What is the gist of the prayer to God, and to us?
What is it that the men are trying to say in this awful, flaming, blackening metaphor of wishing Lord Devonport dead?
The gist of it is that they mean to say, whether they are right or wrong (like us, as we would say, whether we were right or wrong), they mean to say that they have a right to live.
In other words, the gist of it is that we are like them, and that they are like us.
I, too, in my hour of deepest trial, with no silk hat, with no gloves, with no gilt prayer-book, as I should, have flashed out my will upon my God. I, too, have cried with Paul, with Job, across my sin—my sin that very moment heaped up upon my lips—have broken wildly in upon that still, white floor of Heaven!
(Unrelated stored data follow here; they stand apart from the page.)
//! PDF conversion: turn a PDF file into text the chunker can consume.
//!
//! Conversion is an external concern. The chunker only needs plain text
//! (ideally markdown, so headings survive), so backends sit behind the
//! [`DocumentConverter`] trait:
//!
//! - **[`DoclingConverter`]** posts the file to a docling-serve instance and
//!   reads back markdown with layout, tables, and headings.
//! - **[`LocalPdfConverter`]** extracts plain text in-process with
//!   `pdf-extract`. No service needed, but no heading structure either.
//!
//! Errors never panic; they surface as [`ConvertError`] and the caller
//! decides whether to abort.

use async_trait::async_trait;
use pdf_chunker_core::{ElementType, RawElement};
use serde::Deserialize;
use std::path::{Path, PathBuf};
use std::time::Duration;
use thiserror::Error;

use crate::config::{ConversionConfig, ConverterBackend};

pub const MIME_PDF: &str = "application/pdf";

#[derive(Debug, Error)]
pub enum ConvertError {
    #[error("expected a PDF file, got {0}")]
    NotPdf(String),

    #[error("failed to read {path}: {source}")]
    Io {
        path: PathBuf,
        #[source]
        source: std::io::Error,
    },

    #[error("PDF extraction failed: {0}")]
    Pdf(String),

    #[error("conversion service error: {0}")]
    Service(String),
}

/// Result of converting one file.
#[derive(Debug, Clone)]
pub struct ConvertedDocument {
    /// File stem, used as the document id.
    pub doc_id: String,
    /// File name, verbatim.
    pub source_file: String,
    pub elements: Vec<RawElement>,
}

impl ConvertedDocument {
    /// Full document text: element texts separated by blank lines.
    pub fn text(&self) -> String {
        self.elements
            .iter()
            .map(|e| e.text.as_str())
            .filter(|t| !t.trim().is_empty())
            .collect::<Vec<_>>()
            .join("\n\n")
    }
}

/// A backend that converts a PDF file into raw elements.
#[async_trait]
pub trait DocumentConverter: Send + Sync {
    /// Short backend name for logs (e.g. `"docling"`).
    fn name(&self) -> &str;

    async fn convert(&self, path: &Path) -> Result<ConvertedDocument, ConvertError>;

    /// Whether the backend can currently serve requests.
    async fn health(&self) -> Result<bool, ConvertError> {
        Ok(true)
    }
}

/// Document id for a file: its stem (`reports/q3.pdf` → `q3`).
pub fn doc_id_for(path: &Path) -> String {
    path.file_stem()
        .map(|s| s.to_string_lossy().into_owned())
        .unwrap_or_else(|| "document".to_string())
}

/// File name of `path`, verbatim.
pub fn source_file_for(path: &Path) -> String {
    path.file_name()
        .map(|s| s.to_string_lossy().into_owned())
        .unwrap_or_else(|| path.display().to_string())
}

/// Reject anything without a `.pdf` extension (case-insensitive).
pub fn ensure_pdf(path: &Path) -> Result<(), ConvertError> {
    match path.extension().and_then(|e| e.to_str()) {
        Some(ext) if ext.eq_ignore_ascii_case("pdf") => Ok(()),
        Some(ext) => Err(ConvertError::NotPdf(format!(".{}", ext))),
        None => Err(ConvertError::NotPdf(path.display().to_string())),
    }
}

async fn read_pdf(path: &Path) -> Result<Vec<u8>, ConvertError> {
    ensure_pdf(path)?;
    tokio::fs::read(path).await.map_err(|source| ConvertError::Io {
        path: path.to_path_buf(),
        source,
    })
}

fn single_element(path: &Path, text: String) -> ConvertedDocument {
    let source_file = source_file_for(path);
    ConvertedDocument {
        doc_id: doc_id_for(path),
        elements: vec![RawElement {
            text,
            page: None,
            element_type: ElementType::Text,
            source_file: source_file.clone(),
        }],
        source_file,
    }
}

// ============ Docling ============

/// Client for a docling-serve instance.
///
/// Calls `POST {url}/v1/convert/file` with the PDF as a multipart `files`
/// part and `to_formats=md`, and reads `document.md_content` from the
/// response.
pub struct DoclingConverter {
    base_url: String,
    client: reqwest::Client,
}

#[derive(Debug, Deserialize)]
struct DoclingResponse {
    #[serde(default)]
    document: DoclingDocument,
    #[serde(default)]
    status: String,
    #[serde(default)]
    errors: Vec<serde_json::Value>,
}

#[derive(Debug, Default, Deserialize)]
struct DoclingDocument {
    #[serde(default)]
    md_content: Option<String>,
}

impl DoclingConverter {
    pub fn new(config: &ConversionConfig) -> Result<Self, ConvertError> {
        let client = reqwest::Client::builder()
            .timeout(Duration::from_secs(config.timeout_secs))
            .build()
            .map_err(|e| ConvertError::Service(e.to_string()))?;
        Ok(Self {
            base_url: config.url.trim_end_matches('/').to_string(),
            client,
        })
    }

    fn parse_response(body: &str) -> Result<String, ConvertError> {
        let resp: DoclingResponse = serde_json::from_str(body)
            .map_err(|e| ConvertError::Service(format!("invalid docling response: {}", e)))?;

        if matches!(resp.status.as_str(), "failure" | "skipped") {
            return Err(ConvertError::Service(format!(
                "docling reported status '{}': {}",
                resp.status,
                serde_json::Value::Array(resp.errors)
            )));
        }

        resp.document
            .md_content
            .ok_or_else(|| ConvertError::Service("docling response has no md_content".to_string()))
    }
}

#[async_trait]
impl DocumentConverter for DoclingConverter {
    fn name(&self) -> &str {
        "docling"
    }

    async fn convert(&self, path: &Path) -> Result<ConvertedDocument, ConvertError> {
        let bytes = read_pdf(path).await?;
        let size_kb = bytes.len() as f64 / 1024.0;
        tracing::info!(target: "parse_pdf", file = %source_file_for(path), size_kb, "converting PDF to markdown via docling");

        let part = reqwest::multipart::Part::bytes(bytes)
            .file_name(source_file_for(path))
            .mime_str(MIME_PDF)
            .map_err(|e| ConvertError::Service(e.to_string()))?;
        let form = reqwest::multipart::Form::new()
            .text("to_formats", "md")
            .part("files", part);

        let resp = self
            .client
            .post(format!("{}/v1/convert/file", self.base_url))
            .multipart(form)
            .send()
            .await
            .map_err(|e| ConvertError::Service(e.to_string()))?;

        let status = resp.status();
        let body = resp
            .text()
            .await
            .map_err(|e| ConvertError::Service(e.to_string()))?;
        if !status.is_success() {
            return Err(ConvertError::Service(format!("docling returned {}: {}", status, body)));
        }

        let markdown = Self::parse_response(&body)?;
        Ok(single_element(path, markdown))
    }

    async fn health(&self) -> Result<bool, ConvertError> {
        let resp = self
            .client
            .get(format!("{}/health", self.base_url))
            .send()
            .await
            .map_err(|e| ConvertError::Service(e.to_string()))?;
        Ok(resp.status().is_success())
    }
}

// ============ Local ============

/// In-process text extraction with `pdf-extract`.
pub struct LocalPdfConverter;

#[async_trait]
impl DocumentConverter for LocalPdfConverter {
    fn name(&self) -> &str {
        "local"
    }

    async fn convert(&self, path: &Path) -> Result<ConvertedDocument, ConvertError> {
        let bytes = read_pdf(path).await?;
        tracing::info!(target: "parse_pdf", file = %source_file_for(path), "extracting PDF text locally");

        let text = tokio::task::spawn_blocking(move || pdf_extract::extract_text_from_mem(&bytes))
            .await
            .map_err(|e| ConvertError::Pdf(e.to_string()))?
            .map_err(|e| ConvertError::Pdf(e.to_string()))?;

        Ok(single_element(path, text))
    }
}

/// Build the converter selected by `conversion.backend`.
pub fn create_converter(
    config: &ConversionConfig,
) -> Result<Box<dyn DocumentConverter>, ConvertError> {
    match config.backend {
        ConverterBackend::Docling => Ok(Box::new(DoclingConverter::new(config)?)),
        ConverterBackend::Local => Ok(Box::new(LocalPdfConverter)),
    }
}

#[cfg(test)]
mod tests {
    use super::*;

    #[test]
    fn test_doc_id_and_source_file() {
        let path = Path::new("/data/reports/Q3 Report.v2.pdf");
        assert_eq!(doc_id_for(path), "Q3 Report.v2");
        assert_eq!(source_file_for(path), "Q3 Report.v2.pdf");
    }

    #[test]
    fn test_ensure_pdf() {
        assert!(ensure_pdf(Path::new("a.pdf")).is_ok());
        assert!(ensure_pdf(Path::new("A.PDF")).is_ok());
        assert!(matches!(
            ensure_pdf(Path::new("notes.txt")),
            Err(ConvertError::NotPdf(ext)) if ext == ".txt"
        ));
        assert!(matches!(ensure_pdf(Path::new("README")), Err(ConvertError::NotPdf(_))));
    }

    #[test]
    fn test_converted_text_joins_elements() {
        let element = |text: &str| RawElement {
            text: text.to_string(),
            page: Some(1),
            element_type: ElementType::Text,
            source_file: "a.pdf".to_string(),
        };
        let doc = ConvertedDocument {
            doc_id: "a".to_string(),
            source_file: "a.pdf".to_string(),
            elements: vec![element("first"), element("  "), element("second")],
        };
        assert_eq!(doc.text(), "first\n\nsecond");
    }

    #[test]
    fn test_parse_docling_response() {
        let body = r###"{"document": {"filename": "a.pdf", "md_content": "## Intro\nHi"}, "status": "success", "errors": []}"###;
        assert_eq!(DoclingConverter::parse_response(body).unwrap(), "## Intro\nHi");
    }

    #[test]
    fn test_parse_docling_failure() {
        let body = r#"{"document": {}, "status": "failure", "errors": [{"message": "bad pdf"}]}"#;
        let err = DoclingConverter::parse_response(body).unwrap_err();
        assert!(err.to_string().contains("bad pdf"));

        let body = r#"{"document": {"md_content": null}, "status": "success"}"#;
        assert!(DoclingConverter::parse_response(body).is_err());
    }

    #[tokio::test]
    async fn test_local_rejects_non_pdf() {
        let err = LocalPdfConverter.convert(Path::new("notes.md")).await.unwrap_err();
        assert!(matches!(err, ConvertError::NotPdf(_)));
    }

    #[tokio::test]
    async fn test_local_missing_file_is_io_error() {
        let tmp = tempfile::TempDir::new().unwrap();
        let err = LocalPdfConverter
            .convert(&tmp.path().join("missing.pdf"))
            .await
            .unwrap_err();
        assert!(matches!(err, ConvertError::Io { .. }));
    }

    #[tokio::test]
    async fn test_local_invalid_pdf_is_error() {
        let tmp = tempfile::TempDir::new().unwrap();
        let path = tmp.path().join("broken.pdf");
        std::fs::write(&path, b"not a pdf").unwrap();
        let err = LocalPdfConverter.convert(&path).await.unwrap_err();
        assert!(matches!(err, ConvertError::Pdf(_)));
    }
}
And when the dockers break up through, fling themselves upon their God, what is it, after all, but another way of saying, “I am persuaded that neither death, nor life, nor angels, nor principalities, nor powers, nor things present, nor things to come, nor height, nor depth, nor any other creature, shall be able to separate us from the love of God....”
It may have been wicked in the dockers to address God in this way, but it would have been more wicked in them not to think He could understand.
I believe, for one, that when Jacob wrestled with the angel, God looked on and liked it.
The angel was a mere representative at best, and Jacob was really wrestling with God.
And God knew it and liked it.
Praying to strike Lord Devonport dead was the dockers’ way of saying to God that there was something on their minds that simply could not be said.
I can imagine that this would interest a God, a prayer like the dockers’ prayer, so spent, so desperate, so unreasonable, breaking through to that still, white floor of Heaven!
And it does seem as if, in our more humble, homely, and useful capacity as fellow human beings, it might interest us.
It seems as if, possibly, we might stop criticising people who pray harder than we do, pointing out that wrestling with God is really rather rude—as if we might stop and see what it means to God and what it means to us, and what there is that we might do, you and I, oh, Gentle Reader, to make it possible for the dockers on Tower Hill to be more polite, perhaps, more polished, as it were, when they speak to God next time.
Perhaps nothing the dockers could do in the way of being violent could be more stupid and wicked than having all these sleek, beautiful, perfect people, twenty-six million of them, all expecting them not to be violent.
In my own quiet, gentle, implacable beauty of spirit, in my own ruthless wisdom on a full stomach, I do not deny that I do most sternly disapprove of the dockers and their violence.